Only the lines of the data below from the one with "record.mark_step(step, now);" through the one with "if all_done &&" are wanted. Repeat them exactly.

Data entries
-- Opening Marker --
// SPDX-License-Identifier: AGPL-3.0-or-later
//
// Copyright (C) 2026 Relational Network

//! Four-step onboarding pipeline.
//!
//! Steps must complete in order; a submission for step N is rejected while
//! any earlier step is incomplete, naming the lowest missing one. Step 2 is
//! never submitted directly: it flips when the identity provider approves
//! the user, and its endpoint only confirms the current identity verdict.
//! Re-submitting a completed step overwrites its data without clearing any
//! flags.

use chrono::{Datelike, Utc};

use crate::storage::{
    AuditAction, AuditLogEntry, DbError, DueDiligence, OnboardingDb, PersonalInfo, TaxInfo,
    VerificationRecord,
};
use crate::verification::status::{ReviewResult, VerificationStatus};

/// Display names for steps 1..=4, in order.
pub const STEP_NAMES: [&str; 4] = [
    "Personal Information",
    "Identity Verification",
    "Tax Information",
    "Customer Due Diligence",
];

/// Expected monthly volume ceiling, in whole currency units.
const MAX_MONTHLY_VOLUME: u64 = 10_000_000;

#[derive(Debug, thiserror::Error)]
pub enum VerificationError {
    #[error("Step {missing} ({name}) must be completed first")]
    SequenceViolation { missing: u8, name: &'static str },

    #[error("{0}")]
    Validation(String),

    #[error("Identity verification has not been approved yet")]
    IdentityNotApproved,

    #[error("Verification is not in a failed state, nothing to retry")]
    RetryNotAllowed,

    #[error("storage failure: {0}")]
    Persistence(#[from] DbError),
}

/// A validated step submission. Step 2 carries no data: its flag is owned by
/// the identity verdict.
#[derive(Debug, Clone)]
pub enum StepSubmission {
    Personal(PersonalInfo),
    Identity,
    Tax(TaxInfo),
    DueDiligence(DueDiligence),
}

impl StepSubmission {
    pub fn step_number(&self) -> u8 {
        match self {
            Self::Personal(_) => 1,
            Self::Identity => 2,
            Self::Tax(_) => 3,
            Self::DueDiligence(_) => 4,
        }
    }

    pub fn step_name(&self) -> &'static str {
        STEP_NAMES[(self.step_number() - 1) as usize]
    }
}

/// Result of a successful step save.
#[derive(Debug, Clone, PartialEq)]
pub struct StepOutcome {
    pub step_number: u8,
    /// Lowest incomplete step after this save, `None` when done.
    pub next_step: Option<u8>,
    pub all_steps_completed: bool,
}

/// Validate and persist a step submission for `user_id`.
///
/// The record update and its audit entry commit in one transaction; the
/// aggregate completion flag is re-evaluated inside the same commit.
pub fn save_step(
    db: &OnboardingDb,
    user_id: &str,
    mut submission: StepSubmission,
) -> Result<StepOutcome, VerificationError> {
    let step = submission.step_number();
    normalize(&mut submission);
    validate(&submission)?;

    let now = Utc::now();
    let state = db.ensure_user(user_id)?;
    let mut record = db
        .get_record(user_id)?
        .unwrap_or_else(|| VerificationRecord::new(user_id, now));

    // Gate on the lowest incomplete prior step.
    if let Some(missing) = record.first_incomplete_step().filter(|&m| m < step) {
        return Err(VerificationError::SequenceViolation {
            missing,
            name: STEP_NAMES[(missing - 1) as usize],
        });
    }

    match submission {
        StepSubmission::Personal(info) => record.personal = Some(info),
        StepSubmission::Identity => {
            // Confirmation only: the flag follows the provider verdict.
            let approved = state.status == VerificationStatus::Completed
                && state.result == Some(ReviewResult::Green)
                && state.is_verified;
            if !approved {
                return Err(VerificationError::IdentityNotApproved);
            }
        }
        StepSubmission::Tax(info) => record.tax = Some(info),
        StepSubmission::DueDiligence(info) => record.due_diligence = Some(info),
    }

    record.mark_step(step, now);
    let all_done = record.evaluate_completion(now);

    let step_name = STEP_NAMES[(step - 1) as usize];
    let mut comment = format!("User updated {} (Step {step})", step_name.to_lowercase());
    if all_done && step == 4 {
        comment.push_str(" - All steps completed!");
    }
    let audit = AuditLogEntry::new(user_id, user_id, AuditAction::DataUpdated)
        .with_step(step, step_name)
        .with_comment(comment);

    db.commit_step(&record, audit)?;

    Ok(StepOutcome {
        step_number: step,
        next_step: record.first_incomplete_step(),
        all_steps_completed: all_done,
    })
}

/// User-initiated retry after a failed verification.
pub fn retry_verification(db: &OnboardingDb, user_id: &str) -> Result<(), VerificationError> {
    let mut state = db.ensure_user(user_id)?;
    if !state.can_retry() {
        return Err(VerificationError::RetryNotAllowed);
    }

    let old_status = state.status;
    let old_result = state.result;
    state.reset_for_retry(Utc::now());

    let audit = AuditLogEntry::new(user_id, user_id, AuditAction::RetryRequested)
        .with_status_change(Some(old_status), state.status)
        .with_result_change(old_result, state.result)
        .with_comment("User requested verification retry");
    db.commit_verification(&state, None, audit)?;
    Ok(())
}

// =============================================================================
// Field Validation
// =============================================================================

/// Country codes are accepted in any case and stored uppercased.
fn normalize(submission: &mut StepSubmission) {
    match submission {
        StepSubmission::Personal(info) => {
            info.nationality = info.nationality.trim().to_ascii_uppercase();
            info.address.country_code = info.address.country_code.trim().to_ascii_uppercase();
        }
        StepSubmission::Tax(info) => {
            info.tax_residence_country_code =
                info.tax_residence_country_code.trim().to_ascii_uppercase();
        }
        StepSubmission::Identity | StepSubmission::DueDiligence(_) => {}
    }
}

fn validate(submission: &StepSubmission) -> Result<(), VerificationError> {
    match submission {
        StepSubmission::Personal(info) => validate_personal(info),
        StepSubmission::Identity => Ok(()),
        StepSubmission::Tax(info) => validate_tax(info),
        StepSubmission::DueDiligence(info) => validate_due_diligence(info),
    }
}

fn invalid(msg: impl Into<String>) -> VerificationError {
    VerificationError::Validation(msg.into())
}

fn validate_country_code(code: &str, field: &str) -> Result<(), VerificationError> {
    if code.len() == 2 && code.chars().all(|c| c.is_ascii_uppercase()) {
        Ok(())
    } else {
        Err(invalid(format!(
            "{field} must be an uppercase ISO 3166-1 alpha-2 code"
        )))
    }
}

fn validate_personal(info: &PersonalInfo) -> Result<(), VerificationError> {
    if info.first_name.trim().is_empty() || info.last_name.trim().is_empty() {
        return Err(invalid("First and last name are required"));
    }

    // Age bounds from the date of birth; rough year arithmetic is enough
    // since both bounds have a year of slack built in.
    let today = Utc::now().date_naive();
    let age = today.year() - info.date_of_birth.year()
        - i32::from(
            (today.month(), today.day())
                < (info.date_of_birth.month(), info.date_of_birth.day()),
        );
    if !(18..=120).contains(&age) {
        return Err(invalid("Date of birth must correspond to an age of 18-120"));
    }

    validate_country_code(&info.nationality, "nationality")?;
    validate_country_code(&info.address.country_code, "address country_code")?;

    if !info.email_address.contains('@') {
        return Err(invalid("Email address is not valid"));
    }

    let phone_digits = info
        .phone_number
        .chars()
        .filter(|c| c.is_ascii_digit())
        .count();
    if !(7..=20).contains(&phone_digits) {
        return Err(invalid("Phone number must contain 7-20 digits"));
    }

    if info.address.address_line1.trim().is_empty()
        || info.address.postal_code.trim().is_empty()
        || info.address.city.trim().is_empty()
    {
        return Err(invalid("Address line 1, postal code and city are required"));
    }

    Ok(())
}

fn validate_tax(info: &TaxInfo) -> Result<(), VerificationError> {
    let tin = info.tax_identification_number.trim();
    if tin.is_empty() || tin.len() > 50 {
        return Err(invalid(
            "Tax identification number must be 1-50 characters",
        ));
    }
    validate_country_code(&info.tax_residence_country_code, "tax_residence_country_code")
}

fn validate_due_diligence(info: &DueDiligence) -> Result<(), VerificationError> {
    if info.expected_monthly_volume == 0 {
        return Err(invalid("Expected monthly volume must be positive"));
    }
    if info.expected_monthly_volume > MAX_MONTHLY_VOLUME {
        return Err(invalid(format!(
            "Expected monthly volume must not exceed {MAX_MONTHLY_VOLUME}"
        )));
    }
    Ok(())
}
-- Closing Marker --
# Response to this task
    record.mark_step(step, now);
    let all_done = record.evaluate_completion(now);

    let step_name = STEP_NAMES[(step - 1) as usize];
    let mut comment = format!("User updated {} (Step {step})", step_name.to_lowercase());
    if all_done && step == 4 {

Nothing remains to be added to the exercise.